Los Seres de Niebla, como Samanta sobrecogida esperaba que hicieran, arremetieron a latigazos contra los dos jóvenes.
Los látigos ardían más fogosamente… Brillaban al rasgar la piel de Silvia, y su fulgor era inhibidor, cuando hirieron la piel encrespada de Aníbal. Los dos chillaban sin que nadie pudiera ayudarles; el arduo dolor era inaguantable, pero no se soltaron casi hasta el final, cuando ya habían sido casi extinguidas sus ganas de gritar y quejarse.

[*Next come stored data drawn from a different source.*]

//! A minimal packet inspector and ICMP echo responder for TUN interfaces
//!
//! This library reads raw IP datagrams from a point-to-point device and:
//! - classifies them by IP version and protocol
//! - answers ICMP and ICMPv6 Echo Requests by rewriting them in place
//! - patches the ICMP checksum incrementally instead of recomputing it

pub mod error;
pub mod iface;
pub mod network;

// Re-export commonly used types
pub use error::{Error, Result};
pub use iface::{Device, Dispatcher, EchoResponder, MemoryDevice, Shutdown, Summary, TunDevice};
pub use network::packet::{IpVersion, Packet, PacketError};
pub use network::protocol::name_of;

Las heridas recién abiertas no dejaban ninguna duda de lo que habían sufrido, pero Samanta lo había pasado muy mal también, y hubiera estado dispuesta a cambiarse por Silvia en cualquier momento. Cuando los Seres de Niebla concluyeron que ya era suficiente pánico el que habían creado, dejaron de azotar a los mártires y los recogieron del suelo.
Sus ropas estaban hechas jirones, al igual que sus almas maltrechas. Samanta, con las manos en la cabeza, se preguntaba qué sería de ellos.
Los látigos candentes que parecían rayos de sol, ya se habían calmado al no ser dirigidos por los fantasmas a ninguna otra víctima; era como si estuvieran vivos y se alimentaran de ese daño que infligían. Los rayos antes tan resplandecientes, se habían vuelto pardos, de un color tosco y zafio; los Seres de Niebla volvieron a guardarlos entre sus oscuras vestimentas.
Nadia todavía resistía las embestidas de Sami, que si no hubiera sido por ella, habría acabado metiéndose en medio de todo el embrollo. Vio por fin, que arrastras y semiinconscientes se llevaban a Silvia y a Aníbal a la fortaleza inacabada de Sua.